This is a huge mismatch. We think about disk drives as random access devices. However, disk drives move random data much slower than sequential, up to a hundred times slower.
This fundamental property of disk drives presents a major challenge to storage performance engineers. Filesystems, databases, software in storage arrays -- are all designed to maximize the sequential I/O patterns to disk drives and minimize randomness. This is done through a combination of caching, sorting, journaling and other techniques. For example, in VxFS (the Veritas File System) -- one of the most advanced and high performance storage software products -- about half of the code (tens of thousands of lines) is dedicated to I/O pattern optimization. Other successful products have similar facilities to deal with this fundamental limitation of disk drives.
Enter virtualization: a bad storage problem gets a lot worse
Virtualization exacerbates this issue in a big way. Disk I/O optimizations in operating systems and applications are predicated on the assumption that they have exclusive control of the disks. But virtualization encapsulates operating systems into guest virtual machine (VM) containers, and puts many of them on a single physical host. The disks are now shared among numerous guest VMs, so that assumption of exclusivity is no longer valid. Individual VMs are not aware of this, nor should they be. That is the whole point of virtualization.
The I/O software layers inside the guest VM containers continue to optimize their individual I/O patterns to provide the maximum sequentiality for their virtual disks. These patterns then pass through the hypervisor layer where they get mixed and chopped in a totally random fashion. By the time the I/O hits the physical disks, it is randomized to the worst case scenario. This happens with all hypervisors.
This effect has been dubbed the "VM I/O blender". It is so-named because the hypervisor blends I/O streams into a mess of random pulp. The more VMs involved in the blending, the more pronounced the effect.

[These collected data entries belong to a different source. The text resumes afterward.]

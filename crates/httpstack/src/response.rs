// Copyright 2019-2026 Maravilla Labs, operated by SOLUTAS GmbH, Switzerland
// SPDX-License-Identifier: Apache-2.0
// SPDX-License-Identifier: MIT

//! HTTP response value object.
//!
//! Handlers fill a [`Response`] in place during dispatch. Once [`Response::send`]
//! has been called the response is frozen: later mutations are ignored and
//! logged, and further `send` calls are no-ops.

use std::collections::HashMap;

/// A mutable HTTP response built up by route handlers.
///
/// # Example
///
/// ```rust
/// use httpstack::Response;
///
/// let mut res = Response::new();
/// res.set_content_type("text/html");
/// res.set_body("<h1>Hello</h1>");
/// assert!(res.send());
/// assert!(!res.send());
/// ```
#[derive(Debug, Clone)]
pub struct Response {
    status: u16,
    headers: HashMap<String, String>,
    body: String,
    sent: bool,
}

impl Response {
    /// Creates an empty `200 OK` response.
    pub fn new() -> Self {
        Self {
            status: 200,
            headers: HashMap::new(),
            body: String::new(),
            sent: false,
        }
    }

    fn frozen(&self, what: &str) -> bool {
        if self.sent {
            tracing::warn!("Ignoring {} on a response that was already sent", what);
        }
        self.sent
    }

    /// Sets the status code.
    pub fn set_status(&mut self, status: u16) -> &mut Self {
        if !self.frozen("set_status") {
            self.status = status;
        }
        self
    }

    /// Sets a header, replacing any previous value.
    ///
    /// Header names are case-insensitive and stored lower-cased.
    pub fn set_header(&mut self, name: impl AsRef<str>, value: impl Into<String>) -> &mut Self {
        if !self.frozen("set_header") {
            self.headers
                .insert(name.as_ref().to_ascii_lowercase(), value.into());
        }
        self
    }

    /// Sets the `Content-Type` header.
    pub fn set_content_type(&mut self, content_type: impl Into<String>) -> &mut Self {
        self.set_header("Content-Type", content_type)
    }

    /// Replaces the body.
    pub fn set_body(&mut self, body: impl Into<String>) -> &mut Self {
        if !self.frozen("set_body") {
            self.body = body.into();
        }
        self
    }

    /// Turns the response into a redirect (HTTP 302 by default).
    pub fn redirect(&mut self, location: impl Into<String>) -> &mut Self {
        self.redirect_with_status(302, location)
    }

    /// Turns the response into a redirect with a specific status code.
    pub fn redirect_with_status(&mut self, status: u16, location: impl Into<String>) -> &mut Self {
        self.set_status(status);
        self.set_header("Location", location);
        self
    }

    /// Marks the response as sent.
    ///
    /// Returns true the first time, false on every later call.
    pub fn send(&mut self) -> bool {
        if self.sent {
            return false;
        }
        self.sent = true;
        true
    }

    /// Whether [`send`](Self::send) has been called.
    pub fn is_sent(&self) -> bool {
        self.sent
    }

    /// Returns the status code.
    pub fn status(&self) -> u16 {
        self.status
    }

    /// Returns a header value.
    pub fn header(&self, name: &str) -> Option<&str> {
        self.headers
            .get(&name.to_ascii_lowercase())
            .map(String::as_str)
    }

    /// All headers, keyed by lower-cased name.
    pub fn headers(&self) -> &HashMap<String, String> {
        &self.headers
    }

    /// Returns the body.
    pub fn body(&self) -> &str {
        &self.body
    }

    /// Returns true if this is a success response (2xx).
    pub fn is_success(&self) -> bool {
        (200..300).contains(&self.status)
    }

    /// Returns true if this is a redirect response (3xx).
    pub fn is_redirect(&self) -> bool {
        (300..400).contains(&self.status)
    }

    /// Returns true if this is an error response (4xx or 5xx).
    pub fn is_error(&self) -> bool {
        self.status >= 400
    }
}

impl Default for Response {
    fn default() -> Self {
        Self::new()
    }
}
// Copyright 2019-2026 Maravilla Labs, operated by SOLUTAS GmbH, Switzerland
// SPDX-License-Identifier: Apache-2.0
// SPDX-License-Identifier: MIT

//! Mutable document trees with XPath and CSS queries.
//!
//! A [`DomTree`] owns every node in an arena addressed by [`NodeId`]. Nodes
//! created with [`DomTree::create_element`] or imported from another tree are
//! detached until they are appended somewhere.
//!
//! Every structural or attribute mutation rebuilds the query index before
//! returning, so a query issued right after a mutation always sees it.
//!
//! ```rust
//! use httpstack::dom::DomTree;
//!
//! let mut tree = DomTree::parse("<ul id=\"menu\"><li>Home</li></ul>").unwrap();
//! let menu = tree.select_one("#menu").unwrap().unwrap();
//! let item = tree.create_element("li", &[("class", "active")]);
//! tree.set_text(item, "Blog").unwrap();
//! tree.append_child(menu, item).unwrap();
//!
//! assert_eq!(tree.select("ul > li").unwrap().len(), 2);
//! assert_eq!(tree.select(".active").unwrap(), vec![item]);
//! ```

mod index;
pub mod parser;
pub mod selector;
mod serialize;

pub use selector::{css_to_xpath, XPath};

use crate::error::{Error, Result};
use index::QueryIndex;
use std::fmt;
use std::path::Path;

/// Handle to a node inside one [`DomTree`].
#[derive(Debug, Clone, Copy, PartialEq, Eq, Hash, PartialOrd, Ord)]
pub struct NodeId(usize);

/// Parsing and serialization rules of a tree.
#[derive(Debug, Clone, Copy, PartialEq, Eq)]
pub enum DocumentMode {
    /// Lenient HTML: void elements, raw-text elements, implied end tags,
    /// case-insensitive names.
    Html,
    /// Well-formed XML: case-sensitive names, `<x/>` for empty elements.
    Xml,
}

/// An element's name and attributes.
#[derive(Debug, Clone, PartialEq)]
pub struct Element {
    /// Tag name (lower-cased in HTML mode).
    pub name: String,
    /// Attributes in source order.
    pub attributes: Vec<(String, String)>,
}

impl Element {
    /// Returns an attribute value.
    pub fn attribute(&self, name: &str) -> Option<&str> {
        self.attributes
            .iter()
            .find(|(k, _)| k == name)
            .map(|(_, v)| v.as_str())
    }

    /// True if the whitespace-separated `class` list contains `class`.
    pub fn has_class(&self, class: &str) -> bool {
        self.attribute("class")
            .map(|c| c.split_whitespace().any(|c| c == class))
            .unwrap_or(false)
    }
}
// Copyright 2019-2026 Maravilla Labs, operated by SOLUTAS GmbH, Switzerland
// SPDX-License-Identifier: Apache-2.0
// SPDX-License-Identifier: MIT

//! The front controller.
//!
//! [`App::bootstrap`] loads a project, registers the shared services and
//! built-in controllers in a root [`Container`], and reads the route files.
//! [`App::handle`] then turns one [`Request`] into one sent [`Response`],
//! running the dispatch in a child scope so per-request services (the base
//! layout) never leak between requests.

use crate::config::Project;
use crate::controllers::{
    PageController, TemplateInit, ASSETS, LOCATOR, PAGE_CONTROLLER, PROJECT, TEMPLATE_CONTROLLER,
    VIEWS,
};
use crate::routes::load_routes;
use httpstack::{
    Container, Controller, DispatchPolicy, FileLocator, FileSystemLocator, Request, Response,
    Router,
};
use std::path::Path;
use std::sync::Arc;

/// A bootstrapped application.
pub struct App {
    project: Arc<Project>,
    container: Arc<Container>,
    router: Router,
}

impl App {
    /// Loads the project at `root` and prepares it for dispatch.
    pub fn bootstrap(root: impl AsRef<Path>) -> anyhow::Result<Self> {
        Self::from_project(Project::open(root)?)
    }

    /// Prepares an already loaded project.
    pub fn from_project(project: Project) -> anyhow::Result<Self> {
        let project = Arc::new(project);
        let container = Arc::new(Container::new());

        let locator: Arc<dyn FileLocator> = Arc::new(
            FileSystemLocator::new()
                .with_root(project.views_dir())
                .with_root(project.templates_dir())
                .with_public_root(project.public_dir(), &project.config.template.assets_url),
        );
        container.instance(PROJECT, Arc::clone(&project));
        container.instance(ASSETS, Arc::new(project.load_assets()?));
        let views: Arc<dyn FileLocator> =
            Arc::new(FileSystemLocator::new().with_root(project.views_dir()));
        container.instance(LOCATOR, locator);
        container.instance(VIEWS, views);
        container.instance(
            TEMPLATE_CONTROLLER,
            Arc::new(TemplateInit) as Arc<dyn Controller>,
        );
        container.instance(
            PAGE_CONTROLLER,
            Arc::new(PageController) as Arc<dyn Controller>,
        );

        let mut router = Router::with_policy(DispatchPolicy {
            abort_on_before_error: project.config.app.abort_on_before_error,
        });
        let count = load_routes(&project.routes_dir(), &mut router)?;
        tracing::info!(
            "Loaded {} routes from {}",
            count,
            project.routes_dir().display()
        );

        Ok(Self {
            project,
            container,
            router,
        })
    }

    /// The loaded project.
    pub fn project(&self) -> &Project {
        &self.project
    }

    /// The root service container.
    pub fn container(&self) -> &Arc<Container> {
        &self.container
    }

    /// The route table.
    pub fn router(&self) -> &Router {
        &self.router
    }

    /// Dispatches `request` and returns the sent response.
    ///
    /// Requests no after route matches get a 404 page; a failing handler gets
    /// a 404 page for [`httpstack::Error::NotFound`] and a 500 page otherwise.
    pub fn handle(&self, request: &Request) -> Response {
        let scope = self.container.scope();
        let mut response = Response::new();

        match self.router.dispatch(request, &mut response, &scope) {
            Ok(outcome) if outcome.is_unrouted() && !response.is_sent() => {
                let message = format!("No route for {} {}", request.method, request.path);
                response = error_response(404, &message);
            }
            Ok(outcome) => {
                tracing::debug!(
                    "{} {}: {} handlers ran",
                    request.method,
                    request.path,
                    outcome.handlers_run
                );
            }
            Err(e) if e.is_not_found() => {
                tracing::debug!("{} {}: {}", request.method, request.path, e);
                response = error_response(404, &e.to_string());
            }
            Err(e) => {
                tracing::error!("{} {} failed: {}", request.method, request.path, e);
                response = error_response(500, &e.to_string());
            }
        }

        response.send();
        response
    }
}

fn error_response(status: u16, message: &str) -> Response {
    let mut response = Response::new();
    response
        .set_status(status)
        .set_content_type("text/html; charset=utf-8")
        .set_body(error_page(status, message));
    response
}

/// A minimal HTML error page.
pub fn error_page(status: u16, message: &str) -> String {
    format!(
        r#"<!DOCTYPE html>
<html>
<head>
    <title>{status}</title>
    <style>
        body {{ font-family: system-ui, sans-serif; padding: 2rem; background: #f5f5f5; color: #333; }}
        .error {{ background: white; border-left: 4px solid #e53e3e; padding: 1rem; border-radius: 4px; }}
    </style>
</head>
<body>
    <h1>{status}</h1>
    <div class="error">
        <pre>{message}</pre>
    </div>
</body>
</html>"#,
        status = status,
        message = html_escape(message)
    )
}

fn html_escape(s: &str) -> String {
    s.replace('&', "&amp;")
        .replace('<', "&lt;")
        .replace('>', "&gt;")
        .replace('"', "&quot;")
        .replace('\'', "&#39;")
}

impl std::fmt::Debug for App {
    fn fmt(&self, f: &mut std::fmt::Formatter<'_>) -> std::fmt::Result {
        f.debug_struct("App")
            .field("root", &self.project.root)
            .field("routes", &self.router.len())
            .finish()
    }
}

#[cfg(test)]
mod tests {
    use super::*;

    #[test]
    fn test_error_page_escapes_message() {
        let page = error_page(500, "<script>alert('x')</script>");
        assert!(page.contains("&lt;script&gt;alert(&#39;x&#39;)&lt;/script&gt;"));
        assert!(page.contains("<h1>500</h1>"));
    }
}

Figure 1 clearly shows the effects of the VM I/O blender on overall performance. It compares the combined throughput of a physical server running multiple guest VMs, each identically configured with an excellent disk benchmark tool called Iometer. The configuration is neither memory nor CPU bound, by the way.
|
Figure 1. As we add more VMs, combined throughput drops dramatically.
|
The performance of a single VM is almost identical to that of a non-virtualized server. As we add more VMs, the combined throughput of the server decreases quite dramatically. At 8 VMs it is about half that of a single VM and it goes downhill from there. This is an experiment you can try at home to see the results for yourself.
Performance evaluation and tuning has always been one the most challenging aspects of IT, with storage performance management rightly attaining a reputation as a black art. Storage vendors tend to focus the attention on such parameters as total capacity, data transfer rates, and price per TB. As important as these are, they do not paint the complete picture required to fully understand how a given storage system will perform in a virtualized environment.
The somewhat ugly truth is that the only way to achieve the required performance in a traditional storage architecture is to increase the disk spindle count and/or cache size, which can easily push the total system cost beyond reasonable budget limits. If you don't have budget constraints, than you don't have a problem. But if you have an unlimited budget, you should be relaxing on that tropical island without the Internet connection that I mentioned in the beginning.
For the unfortunate rest of us, it makes a lot of sense to look at new approaches to control storage and deal with the I/O blender at the source -- in the hypervisor.
This has been a discussion on mechanical disk drives. Solid state disks (SSDs) do change the equation, but are not magic bullets. SSDs pose a number of non trivial caveats of their own. But this is a subject for another post.
Posted by Alex Miroshnichenko on 08/11/2010 at 12:48 PM2 comments
Any energized discussion around virtualization, if conducted long enough, will inevitably lead to defining storage management, which will then quickly turn to the subject of a clustered filesystem.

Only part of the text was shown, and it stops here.